(Exercise prompt): Your task is to copy every line of the entries that contains "RedisError".

(Given information):
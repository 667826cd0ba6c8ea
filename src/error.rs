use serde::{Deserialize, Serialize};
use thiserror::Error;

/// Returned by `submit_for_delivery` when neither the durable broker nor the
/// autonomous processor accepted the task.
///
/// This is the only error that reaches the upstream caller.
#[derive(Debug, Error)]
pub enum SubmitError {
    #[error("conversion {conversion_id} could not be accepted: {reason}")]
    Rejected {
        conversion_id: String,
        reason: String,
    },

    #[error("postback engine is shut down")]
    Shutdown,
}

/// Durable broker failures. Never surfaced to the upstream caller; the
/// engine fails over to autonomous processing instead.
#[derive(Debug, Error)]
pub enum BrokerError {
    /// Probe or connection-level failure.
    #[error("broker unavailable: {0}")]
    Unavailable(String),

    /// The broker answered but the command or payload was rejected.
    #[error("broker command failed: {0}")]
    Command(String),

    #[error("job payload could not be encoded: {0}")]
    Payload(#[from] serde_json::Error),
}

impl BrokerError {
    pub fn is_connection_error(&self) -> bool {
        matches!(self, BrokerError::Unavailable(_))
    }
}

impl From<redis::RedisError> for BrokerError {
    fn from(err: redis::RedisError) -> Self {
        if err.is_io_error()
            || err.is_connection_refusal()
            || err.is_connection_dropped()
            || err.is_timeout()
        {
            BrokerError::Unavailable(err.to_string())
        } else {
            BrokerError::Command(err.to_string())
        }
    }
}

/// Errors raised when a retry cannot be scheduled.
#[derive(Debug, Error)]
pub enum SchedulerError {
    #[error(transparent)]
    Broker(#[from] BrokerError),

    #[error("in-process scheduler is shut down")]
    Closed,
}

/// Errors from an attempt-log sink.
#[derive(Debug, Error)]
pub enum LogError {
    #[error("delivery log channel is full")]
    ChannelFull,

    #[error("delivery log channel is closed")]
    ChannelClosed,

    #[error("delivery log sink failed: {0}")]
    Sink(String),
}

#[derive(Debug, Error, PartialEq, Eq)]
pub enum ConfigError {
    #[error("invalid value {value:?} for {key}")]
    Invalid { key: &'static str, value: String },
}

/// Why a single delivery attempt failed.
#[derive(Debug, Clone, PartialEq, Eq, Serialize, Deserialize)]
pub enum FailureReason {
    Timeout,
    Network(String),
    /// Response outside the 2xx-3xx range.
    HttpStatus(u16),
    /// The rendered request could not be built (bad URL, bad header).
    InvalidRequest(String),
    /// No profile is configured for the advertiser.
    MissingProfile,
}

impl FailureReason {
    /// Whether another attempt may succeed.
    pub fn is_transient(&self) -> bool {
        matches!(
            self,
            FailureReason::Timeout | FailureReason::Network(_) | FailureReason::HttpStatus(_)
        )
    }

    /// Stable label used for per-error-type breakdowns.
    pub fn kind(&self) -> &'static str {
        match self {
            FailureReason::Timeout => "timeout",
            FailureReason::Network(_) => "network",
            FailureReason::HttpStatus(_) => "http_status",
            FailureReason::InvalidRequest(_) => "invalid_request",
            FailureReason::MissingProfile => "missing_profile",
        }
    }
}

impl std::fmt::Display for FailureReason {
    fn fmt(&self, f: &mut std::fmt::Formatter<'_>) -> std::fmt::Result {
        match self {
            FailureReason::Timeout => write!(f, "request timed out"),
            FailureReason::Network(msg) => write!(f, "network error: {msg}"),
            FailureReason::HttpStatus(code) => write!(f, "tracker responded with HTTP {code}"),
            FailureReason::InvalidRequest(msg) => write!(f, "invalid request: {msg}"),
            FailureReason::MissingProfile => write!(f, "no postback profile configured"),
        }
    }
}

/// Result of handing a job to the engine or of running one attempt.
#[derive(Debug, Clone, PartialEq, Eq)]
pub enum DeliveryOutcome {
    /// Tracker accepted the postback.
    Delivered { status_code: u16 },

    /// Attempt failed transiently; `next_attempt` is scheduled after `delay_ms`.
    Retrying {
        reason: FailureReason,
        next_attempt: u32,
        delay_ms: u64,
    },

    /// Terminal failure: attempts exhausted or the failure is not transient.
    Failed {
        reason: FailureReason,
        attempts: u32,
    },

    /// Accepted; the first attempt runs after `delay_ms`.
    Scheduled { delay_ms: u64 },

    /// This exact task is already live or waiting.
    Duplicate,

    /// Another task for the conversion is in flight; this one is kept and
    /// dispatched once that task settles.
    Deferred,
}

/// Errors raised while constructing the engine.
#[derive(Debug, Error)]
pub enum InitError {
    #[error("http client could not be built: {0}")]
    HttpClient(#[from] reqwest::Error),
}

(Expected answer):
impl From<redis::RedisError> for BrokerError {
    fn from(err: redis::RedisError) -> Self {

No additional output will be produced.